- [THE PROBLEM]
Please reproduce the entries in full. Keep every character the same.

- [PROVIDED DATA]

BEGIN

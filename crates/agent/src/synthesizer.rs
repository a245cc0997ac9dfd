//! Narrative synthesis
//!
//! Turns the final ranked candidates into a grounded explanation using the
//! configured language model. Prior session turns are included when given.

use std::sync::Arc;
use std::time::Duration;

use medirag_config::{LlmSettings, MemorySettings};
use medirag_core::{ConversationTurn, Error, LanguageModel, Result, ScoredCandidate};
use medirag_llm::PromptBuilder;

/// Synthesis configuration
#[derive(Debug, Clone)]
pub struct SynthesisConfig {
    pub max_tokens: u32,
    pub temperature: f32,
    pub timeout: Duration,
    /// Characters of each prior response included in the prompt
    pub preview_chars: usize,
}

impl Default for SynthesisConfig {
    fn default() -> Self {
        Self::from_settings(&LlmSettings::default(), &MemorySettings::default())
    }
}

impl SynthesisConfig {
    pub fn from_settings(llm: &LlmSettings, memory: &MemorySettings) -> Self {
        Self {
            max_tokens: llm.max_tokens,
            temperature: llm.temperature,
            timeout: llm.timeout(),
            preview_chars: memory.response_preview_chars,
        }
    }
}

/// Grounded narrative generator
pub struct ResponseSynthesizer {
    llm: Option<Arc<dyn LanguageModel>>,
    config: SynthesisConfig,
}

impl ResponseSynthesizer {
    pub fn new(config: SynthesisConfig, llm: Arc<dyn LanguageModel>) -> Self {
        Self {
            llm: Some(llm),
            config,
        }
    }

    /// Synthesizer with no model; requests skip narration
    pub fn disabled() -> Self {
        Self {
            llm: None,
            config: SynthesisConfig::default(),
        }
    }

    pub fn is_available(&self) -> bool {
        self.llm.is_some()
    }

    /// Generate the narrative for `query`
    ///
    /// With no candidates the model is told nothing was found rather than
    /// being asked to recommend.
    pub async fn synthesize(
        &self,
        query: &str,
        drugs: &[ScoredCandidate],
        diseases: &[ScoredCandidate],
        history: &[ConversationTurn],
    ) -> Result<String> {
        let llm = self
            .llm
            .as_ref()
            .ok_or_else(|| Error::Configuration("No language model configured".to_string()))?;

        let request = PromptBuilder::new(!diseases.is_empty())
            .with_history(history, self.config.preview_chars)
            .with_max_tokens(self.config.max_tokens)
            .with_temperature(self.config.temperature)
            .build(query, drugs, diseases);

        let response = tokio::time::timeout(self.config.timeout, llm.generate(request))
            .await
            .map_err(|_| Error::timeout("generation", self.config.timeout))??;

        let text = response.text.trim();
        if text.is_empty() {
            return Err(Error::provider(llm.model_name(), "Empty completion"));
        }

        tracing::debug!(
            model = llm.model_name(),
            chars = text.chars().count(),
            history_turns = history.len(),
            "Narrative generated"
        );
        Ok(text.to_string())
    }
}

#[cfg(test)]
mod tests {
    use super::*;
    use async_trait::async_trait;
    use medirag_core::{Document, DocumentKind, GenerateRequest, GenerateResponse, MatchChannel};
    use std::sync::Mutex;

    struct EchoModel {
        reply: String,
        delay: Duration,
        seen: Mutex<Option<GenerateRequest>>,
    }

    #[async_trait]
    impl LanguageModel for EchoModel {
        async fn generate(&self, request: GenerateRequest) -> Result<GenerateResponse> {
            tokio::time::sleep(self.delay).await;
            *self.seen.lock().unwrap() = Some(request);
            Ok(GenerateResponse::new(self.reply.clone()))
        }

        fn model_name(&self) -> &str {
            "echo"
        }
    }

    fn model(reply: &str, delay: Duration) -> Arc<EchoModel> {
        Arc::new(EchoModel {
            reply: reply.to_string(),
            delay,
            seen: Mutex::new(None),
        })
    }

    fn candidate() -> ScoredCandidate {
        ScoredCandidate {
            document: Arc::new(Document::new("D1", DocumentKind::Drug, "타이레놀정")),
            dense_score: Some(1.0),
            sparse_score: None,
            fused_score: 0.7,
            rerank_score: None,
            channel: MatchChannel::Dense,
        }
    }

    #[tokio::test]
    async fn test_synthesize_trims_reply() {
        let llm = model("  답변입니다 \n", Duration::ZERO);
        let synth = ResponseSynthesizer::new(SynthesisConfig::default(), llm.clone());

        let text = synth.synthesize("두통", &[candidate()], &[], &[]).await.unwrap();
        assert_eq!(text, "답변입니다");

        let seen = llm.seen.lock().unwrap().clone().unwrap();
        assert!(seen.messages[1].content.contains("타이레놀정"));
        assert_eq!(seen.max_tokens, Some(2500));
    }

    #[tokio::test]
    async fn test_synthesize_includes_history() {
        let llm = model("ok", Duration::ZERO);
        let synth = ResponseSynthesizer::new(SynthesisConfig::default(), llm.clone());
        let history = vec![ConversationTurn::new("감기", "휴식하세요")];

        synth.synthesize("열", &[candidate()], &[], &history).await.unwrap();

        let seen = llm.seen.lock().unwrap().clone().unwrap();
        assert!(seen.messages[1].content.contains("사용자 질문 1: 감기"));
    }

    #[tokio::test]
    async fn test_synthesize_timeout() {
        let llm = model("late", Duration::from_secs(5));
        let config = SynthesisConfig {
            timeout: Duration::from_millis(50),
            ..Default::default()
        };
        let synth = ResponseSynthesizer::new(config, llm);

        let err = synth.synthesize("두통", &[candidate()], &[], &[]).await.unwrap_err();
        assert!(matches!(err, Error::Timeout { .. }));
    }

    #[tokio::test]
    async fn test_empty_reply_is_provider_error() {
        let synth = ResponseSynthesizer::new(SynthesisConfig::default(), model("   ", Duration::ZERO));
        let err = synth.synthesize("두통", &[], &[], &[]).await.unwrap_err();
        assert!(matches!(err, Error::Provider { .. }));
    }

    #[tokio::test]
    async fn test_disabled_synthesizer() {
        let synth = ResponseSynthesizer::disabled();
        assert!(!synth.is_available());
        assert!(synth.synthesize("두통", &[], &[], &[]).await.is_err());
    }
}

END

- [YOUR RESPONSE]
filename crates/agent/src/synthesizer.rs
repository a245cc0997ac9dfd
//! Narrative synthesis
//!
//! Turns the final ranked candidates into a grounded explanation using the
//! configured language model. Prior session turns are included when given.

use std::sync::Arc;
use std::time::Duration;

use medirag_config::{LlmSettings, MemorySettings};
use medirag_core::{ConversationTurn, Error, LanguageModel, Result, ScoredCandidate};
use medirag_llm::PromptBuilder;

/// Synthesis configuration
#[derive(Debug, Clone)]
pub struct SynthesisConfig {
    pub max_tokens: u32,
    pub temperature: f32,
    pub timeout: Duration,
    /// Characters of each prior response included in the prompt
    pub preview_chars: usize,
}

impl Default for SynthesisConfig {
    fn default() -> Self {
        Self::from_settings(&LlmSettings::default(), &MemorySettings::default())
    }
}

impl SynthesisConfig {
    pub fn from_settings(llm: &LlmSettings, memory: &MemorySettings) -> Self {
        Self {
            max_tokens: llm.max_tokens,
            temperature: llm.temperature,
            timeout: llm.timeout(),
            preview_chars: memory.response_preview_chars,
        }
    }
}

/// Grounded narrative generator
pub struct ResponseSynthesizer {
    llm: Option<Arc<dyn LanguageModel>>,
    config: SynthesisConfig,
}

impl ResponseSynthesizer {
    pub fn new(config: SynthesisConfig, llm: Arc<dyn LanguageModel>) -> Self {
        Self {
            llm: Some(llm),
            config,
        }
    }

    /// Synthesizer with no model; requests skip narration
    pub fn disabled() -> Self {
        Self {
            llm: None,
            config: SynthesisConfig::default(),
        }
    }

    pub fn is_available(&self) -> bool {
        self.llm.is_some()
    }

    /// Generate the narrative for `query`
    ///
    /// With no candidates the model is told nothing was found rather than
    /// being asked to recommend.
    pub async fn synthesize(
        &self,
        query: &str,
        drugs: &[ScoredCandidate],
        diseases: &[ScoredCandidate],
        history: &[ConversationTurn],
    ) -> Result<String> {
        let llm = self
            .llm
            .as_ref()
            .ok_or_else(|| Error::Configuration("No language model configured".to_string()))?;

        let request = PromptBuilder::new(!diseases.is_empty())
            .with_history(history, self.config.preview_chars)
            .with_max_tokens(self.config.max_tokens)
            .with_temperature(self.config.temperature)
            .build(query, drugs, diseases);

        let response = tokio::time::timeout(self.config.timeout, llm.generate(request))
            .await
            .map_err(|_| Error::timeout("generation", self.config.timeout))??;

        let text = response.text.trim();
        if text.is_empty() {
            return Err(Error::provider(llm.model_name(), "Empty completion"));
        }

        tracing::debug!(
            model = llm.model_name(),
            chars = text.chars().count(),
            history_turns = history.len(),
            "Narrative generated"
        );
        Ok(text.to_string())
    }
}

#[cfg(test)]
mod tests {
    use super::*;
    use async_trait::async_trait;
    use medirag_core::{Document, DocumentKind, GenerateRequest, GenerateResponse, MatchChannel};
    use std::sync::Mutex;

    struct EchoModel {
        reply: String,
        delay: Duration,
        seen: Mutex<Option<GenerateRequest>>,
    }

    #[async_trait]
    impl LanguageModel for EchoModel {
        async fn generate(&self, request: GenerateRequest) -> Result<GenerateResponse> {
            tokio::time::sleep(self.delay).await;
            *self.seen.lock().unwrap() = Some(request);
            Ok(GenerateResponse::new(self.reply.clone()))
        }

        fn model_name(&self) -> &str {
            "echo"
        }
    }

    fn model(reply: &str, delay: Duration) -> Arc<EchoModel> {
        Arc::new(EchoModel {
            reply: reply.to_string(),
            delay,
            seen: Mutex::new(None),
        })
    }

    fn candidate() -> ScoredCandidate {
        ScoredCandidate {
            document: Arc::new(Document::new("D1", DocumentKind::Drug, "타이레놀정")),
            dense_score: Some(1.0),
            sparse_score: None,
            fused_score: 0.7,
            rerank_score: None,
            channel: MatchChannel::Dense,
        }
    }

    #[tokio::test]
    async fn test_synthesize_trims_reply() {
        let llm = model("  답변입니다 \n", Duration::ZERO);
        let synth = ResponseSynthesizer::new(SynthesisConfig::default(), llm.clone());

        let text = synth.synthesize("두통", &[candidate()], &[], &[]).await.unwrap();
        assert_eq!(text, "답변입니다");

        let seen = llm.seen.lock().unwrap().clone().unwrap();
        assert!(seen.messages[1].content.contains("타이레놀정"));
        assert_eq!(seen.max_tokens, Some(2500));
    }

    #[tokio::test]
    async fn test_synthesize_includes_history() {
        let llm = model("ok", Duration::ZERO);
        let synth = ResponseSynthesizer::new(SynthesisConfig::default(), llm.clone());
        let history = vec![ConversationTurn::new("감기", "휴식하세요")];

        synth.synthesize("열", &[candidate()], &[], &history).await.unwrap();

        let seen = llm.seen.lock().unwrap().clone().unwrap();
        assert!(seen.messages[1].content.contains("사용자 질문 1: 감기"));
    }

    #[tokio::test]
    async fn test_synthesize_timeout() {
        let llm = model("late", Duration::from_secs(5));
        let config = SynthesisConfig {
            timeout: Duration::from_millis(50),
            ..Default::default()
        };
        let synth = ResponseSynthesizer::new(config, llm);

        let err = synth.synthesize("두통", &[candidate()], &[], &[]).await.unwrap_err();
        assert!(matches!(err, Error::Timeout { .. }));
    }

    #[tokio::test]
    async fn test_empty_reply_is_provider_error() {
        let synth = ResponseSynthesizer::new(SynthesisConfig::default(), model("   ", Duration::ZERO));
        let err = synth.synthesize("두통", &[], &[], &[]).await.unwrap_err();
        assert!(matches!(err, Error::Provider { .. }));
    }

    #[tokio::test]
    async fn test_disabled_synthesizer() {
        let synth = ResponseSynthesizer::disabled();
        assert!(!synth.is_available());
        assert!(synth.synthesize("두통", &[], &[], &[]).await.is_err());
    }
}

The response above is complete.